↓↓↓
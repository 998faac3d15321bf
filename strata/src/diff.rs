//! The diff engine.
//!
//! [`diff`] compares two [`ModelTable`] snapshots and produces the
//! ordered list of [`Action`]s that turns the previous state into the
//! current one. The diff is a pure function of the structural values of
//! its inputs.

use std::collections::{HashMap, HashSet};

use crate::action::{Action, Changed};
use crate::table::{Column, Index, ModelTable};

/// Computes the schema change actions between two table snapshots.
///
/// `prev` is the last known state (`None` for a model that has never
/// been migrated), `curr` the desired state (`None` for a model that no
/// longer exists). A migration is needed iff the returned list is
/// non-empty.
#[must_use]
pub fn diff(prev: Option<&ModelTable>, curr: Option<&ModelTable>) -> Vec<Action> {
    // A previous snapshot without a table name carries no state worth
    // diffing against.
    let prev = prev.filter(|table| !table.table_name.is_empty());

    match (prev, curr) {
        (None, None) => Vec::new(),
        (None, Some(curr)) => vec![Action::CreateTable {
            table: Changed::added(curr.clone()),
        }],
        (Some(prev), None) => vec![Action::DropTable {
            table: Changed::removed(prev.clone()),
        }],
        (Some(prev), Some(curr)) => diff_tables(prev, curr),
    }
}

fn diff_tables(prev: &ModelTable, curr: &ModelTable) -> Vec<Action> {
    let mut actions = Vec::new();

    if prev.table_name != curr.table_name {
        actions.push(Action::RenameTable {
            table: Changed::altered(prev.clone(), curr.clone()),
        });
    }

    diff_columns(prev, curr, &mut actions);
    diff_indexes(prev, curr, &mut actions);

    actions
}

/// Partitions columns by model-side name into added, removed and
/// common; common columns that are structurally unequal become
/// `AlterField`. Additions and alterations come out in current column
/// order, removals in previous column order and last.
fn diff_columns(prev: &ModelTable, curr: &ModelTable, actions: &mut Vec<Action>) {
    let prev_by_name: HashMap<&str, &Column> = prev
        .columns
        .iter()
        .map(|column| (column.name.as_str(), column))
        .collect();
    let curr_names: HashSet<&str> = curr
        .columns
        .iter()
        .map(|column| column.name.as_str())
        .collect();

    for column in &curr.columns {
        match prev_by_name.get(column.name.as_str()) {
            None => actions.push(Action::AddField {
                field: Changed::added(column.clone()),
            }),
            Some(old) if *old != column => actions.push(Action::AlterField {
                field: Changed::altered((*old).clone(), column.clone()),
            }),
            Some(_) => {}
        }
    }

    for column in &prev.columns {
        if !curr_names.contains(column.name.as_str()) {
            actions.push(Action::RemoveField {
                field: Changed::removed(column.clone()),
            });
        }
    }
}

/// Diffs the name-keyed index sets, detecting renames: a dropped and an
/// added index that are equal apart from their names collapse into a
/// single `RenameIndex`.
fn diff_indexes(prev: &ModelTable, curr: &ModelTable, actions: &mut Vec<Action>) {
    let old_map: HashMap<&str, &Index> = prev
        .indexes
        .iter()
        .map(|index| (index.name.as_str(), index))
        .collect();
    let new_map: HashMap<&str, &Index> = curr
        .indexes
        .iter()
        .map(|index| (index.name.as_str(), index))
        .collect();

    let dropped: Vec<&Index> = prev
        .indexes
        .iter()
        .filter(|old| new_map.get(old.name.as_str()) != Some(old))
        .collect();
    let added: Vec<&Index> = curr
        .indexes
        .iter()
        .filter(|new| old_map.get(new.name.as_str()) != Some(new))
        .collect();

    let mut dropped_matched = vec![false; dropped.len()];
    let mut renames = Vec::new();
    let mut added_remaining = Vec::new();
    for new in added {
        let matched = dropped.iter().enumerate().find(|(i, old)| {
            !dropped_matched[*i] && old.name != new.name && old.same_shape(new)
        });
        if let Some((i, old)) = matched {
            dropped_matched[i] = true;
            renames.push((*old, new));
        } else {
            added_remaining.push(new);
        }
    }

    for (i, old) in dropped.iter().enumerate() {
        if !dropped_matched[i] {
            actions.push(Action::DropIndex {
                index: Changed::removed((*old).clone()),
            });
        }
    }
    for new in added_remaining {
        actions.push(Action::AddIndex {
            index: Changed::added(new.clone()),
        });
    }
    for (old, new) in renames {
        actions.push(Action::RenameIndex {
            index: Changed::altered(old.clone(), new.clone()),
        });
    }
}
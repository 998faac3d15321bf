//! Determining the correct order of applying migrations.
//!
//! The sorter first orders migrations by `(app, model, order)` so that
//! ties are broken deterministically, then runs a depth-first
//! post-order traversal over the declared dependencies so that every
//! dependency is applied before its dependents. Each migration also
//! implicitly follows the preceding migration of its own model, so a
//! dependency can never pull a later migration of a model ahead of an
//! earlier one.

use std::collections::{HashMap, HashSet};

use thiserror::Error;

use crate::migration::MigrationFile;

#[derive(Debug, Clone, Error)]
#[non_exhaustive]
pub enum MigrationSorterError {
    /// A migration depends on a migration that is neither in the set
    /// being sorted nor already applied.
    #[error("migration {dependent} depends on {dependency}, which cannot be found")]
    MissingDependency {
        dependent: String,
        dependency: String,
    },
    /// The dependency graph contains a cycle.
    #[error("cyclic dependency between migrations, detected at {key}")]
    CyclicDependency { key: String },
}

/// Sorts a set of migrations into a valid application order.
#[derive(Debug)]
pub struct MigrationSorter<'a> {
    migrations: &'a mut [MigrationFile],
}

const UNVISITED: u8 = 0;
const VISITING: u8 = 1;
const VISITED: u8 = 2;

impl<'a> MigrationSorter<'a> {
    #[must_use]
    pub fn new(migrations: &'a mut [MigrationFile]) -> Self {
        Self { migrations }
    }

    /// Sorts assuming every dependency is part of the set itself.
    pub fn sort(&mut self) -> Result<(), MigrationSorterError> {
        self.sort_with_applied(&HashSet::new())
    }

    /// Sorts the migrations topologically.
    ///
    /// `applied` holds the keys of migrations that are already applied;
    /// dependencies on those are considered satisfied and produce no
    /// edge. A dependency that is in neither set is an error.
    pub fn sort_with_applied(
        &mut self,
        applied: &HashSet<String>,
    ) -> Result<(), MigrationSorterError> {
        self.migrations.sort_by(|a, b| {
            (a.app_name.as_str(), a.model_name.as_str(), a.order)
                .cmp(&(b.app_name.as_str(), b.model_name.as_str(), b.order))
        });

        let keys: Vec<String> = self.migrations.iter().map(MigrationFile::key).collect();
        let index: HashMap<&str, usize> = keys
            .iter()
            .enumerate()
            .map(|(i, key)| (key.as_str(), i))
            .collect();

        let mut edges: Vec<Vec<usize>> = vec![Vec::new(); self.migrations.len()];
        let mut last_of_model: HashMap<(&str, &str), usize> = HashMap::new();
        for (i, migration) in self.migrations.iter().enumerate() {
            let model_key = (migration.app_name.as_str(), migration.model_name.as_str());
            if let Some(&previous) = last_of_model.get(&model_key) {
                edges[i].push(previous);
            }
            last_of_model.insert(model_key, i);

            for dependency in &migration.dependencies {
                let dependency_key = dependency.to_string();
                match index.get(dependency_key.as_str()) {
                    Some(&j) => edges[i].push(j),
                    None if applied.contains(&dependency_key) => {}
                    None => {
                        return Err(MigrationSorterError::MissingDependency {
                            dependent: keys[i].clone(),
                            dependency: dependency_key,
                        })
                    }
                }
            }
        }

        let mut colors = vec![UNVISITED; self.migrations.len()];
        let mut order = Vec::with_capacity(self.migrations.len());
        for i in 0..self.migrations.len() {
            Self::visit(&edges, &keys, &mut colors, &mut order, i)?;
        }

        let rank: HashMap<String, usize> = order
            .into_iter()
            .enumerate()
            .map(|(rank, i)| (keys[i].clone(), rank))
            .collect();
        self.migrations.sort_by_key(|migration| {
            rank.get(&migration.key()).copied().unwrap_or(usize::MAX)
        });

        Ok(())
    }

    fn visit(
        edges: &[Vec<usize>],
        keys: &[String],
        colors: &mut [u8],
        order: &mut Vec<usize>,
        node: usize,
    ) -> Result<(), MigrationSorterError> {
        match colors[node] {
            VISITED => return Ok(()),
            // A back-edge to a node still on the stack closes a cycle.
            VISITING => {
                return Err(MigrationSorterError::CyclicDependency {
                    key: keys[node].clone(),
                })
            }
            _ => {}
        }

        colors[node] = VISITING;
        for &next in &edges[node] {
            Self::visit(edges, keys, colors, order, next)?;
        }
        colors[node] = VISITED;
        order.push(node);
        Ok(())
    }
}

#[cfg(test)]
mod tests {
    use super::*;
    use crate::migration::Dependency;
    use crate::table::ModelTable;

    fn migration(app: &str, model: &str, order: u32, deps: Vec<Dependency>) -> MigrationFile {
        MigrationFile {
            app_name: app.to_string(),
            model_name: model.to_string(),
            name: "create_table".to_string(),
            order,
            table: ModelTable::new(model.to_lowercase(), format!("{app}.{model}")),
            actions: Vec::new(),
            dependencies: deps,
        }
    }

    fn keys(migrations: &[MigrationFile]) -> Vec<String> {
        migrations.iter().map(MigrationFile::key).collect()
    }

    #[test]
    fn independent_migrations_sort_by_app_model_order() {
        let mut migrations = vec![
            migration("b", "M", 1, vec![]),
            migration("a", "N", 2, vec![]),
            migration("a", "N", 1, vec![]),
        ];
        MigrationSorter::new(&mut migrations).sort().unwrap();
        assert_eq!(
            keys(&migrations),
            vec![
                "a:N:0001_create_table.mig",
                "a:N:0002_create_table.mig",
                "b:M:0001_create_table.mig"
            ]
        );
    }

    #[test]
    fn dependencies_come_first() {
        let mut migrations = vec![
            migration(
                "test_sql",
                "Todo",
                1,
                vec![Dependency::new("test_sql", "User", "0001_create_table.mig")],
            ),
            migration("test_sql", "User", 1, vec![]),
        ];
        MigrationSorter::new(&mut migrations).sort().unwrap();
        assert_eq!(
            keys(&migrations),
            vec![
                "test_sql:User:0001_create_table.mig",
                "test_sql:Todo:0001_create_table.mig"
            ]
        );
    }

    #[test]
    fn every_dependency_precedes_its_dependent() {
        let mut migrations = vec![
            migration(
                "a",
                "A",
                1,
                vec![Dependency::new("b", "B", "0001_create_table.mig")],
            ),
            migration(
                "b",
                "B",
                1,
                vec![Dependency::new("c", "C", "0001_create_table.mig")],
            ),
            migration("c", "C", 1, vec![]),
        ];
        MigrationSorter::new(&mut migrations).sort().unwrap();

        let order = keys(&migrations);
        for migration in &migrations {
            let position = order.iter().position(|k| *k == migration.key()).unwrap();
            for dependency in &migration.dependencies {
                let dep_position = order
                    .iter()
                    .position(|k| *k == dependency.to_string())
                    .unwrap();
                assert!(dep_position < position);
            }
        }
    }

    #[test]
    fn a_dependency_pulls_the_whole_model_history_forward() {
        // a:A depends on b:B's second migration; b:B's first one must
        // still be applied before it.
        let mut migrations = vec![
            migration(
                "a",
                "A",
                1,
                vec![Dependency::new("b", "B", "0002_create_table.mig")],
            ),
            migration("b", "B", 1, vec![]),
            migration("b", "B", 2, vec![]),
        ];
        MigrationSorter::new(&mut migrations).sort().unwrap();
        assert_eq!(
            keys(&migrations),
            vec![
                "b:B:0001_create_table.mig",
                "b:B:0002_create_table.mig",
                "a:A:0001_create_table.mig"
            ]
        );
    }

    #[test]
    fn applied_dependencies_are_satisfied() {
        let mut migrations = vec![migration(
            "test_sql",
            "Todo",
            1,
            vec![Dependency::new("test_sql", "User", "0001_create_table.mig")],
        )];
        let applied: HashSet<String> =
            std::iter::once("test_sql:User:0001_create_table.mig".to_string()).collect();
        MigrationSorter::new(&mut migrations)
            .sort_with_applied(&applied)
            .unwrap();
        assert_eq!(migrations.len(), 1);
    }

    #[test]
    fn missing_dependencies_are_an_error() {
        let mut migrations = vec![migration(
            "test_sql",
            "Todo",
            1,
            vec![Dependency::new("test_sql", "User", "0001_create_table.mig")],
        )];
        let err = MigrationSorter::new(&mut migrations).sort().unwrap_err();
        match err {
            MigrationSorterError::MissingDependency {
                dependent,
                dependency,
            } => {
                assert_eq!(dependent, "test_sql:Todo:0001_create_table.mig");
                assert_eq!(dependency, "test_sql:User:0001_create_table.mig");
            }
            other => panic!("expected MissingDependency, got {other:?}"),
        }
    }

    #[test]
    fn cycles_are_an_error() {
        let mut migrations = vec![
            migration(
                "a",
                "A",
                1,
                vec![Dependency::new("b", "B", "0001_create_table.mig")],
            ),
            migration(
                "b",
                "B",
                1,
                vec![Dependency::new("a", "A", "0001_create_table.mig")],
            ),
        ];
        let err = MigrationSorter::new(&mut migrations).sort().unwrap_err();
        assert!(matches!(
            err,
            MigrationSorterError::CyclicDependency { .. }
        ));
    }
}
↑↑↑
Try it: Copy each line of the listing that holds the word "enumerate".

Exercise output:
        let matched = dropped.iter().enumerate().find(|(i, old)| {
    for (i, old) in dropped.iter().enumerate() {
            .enumerate()
        for (i, migration) in self.migrations.iter().enumerate() {
            .enumerate()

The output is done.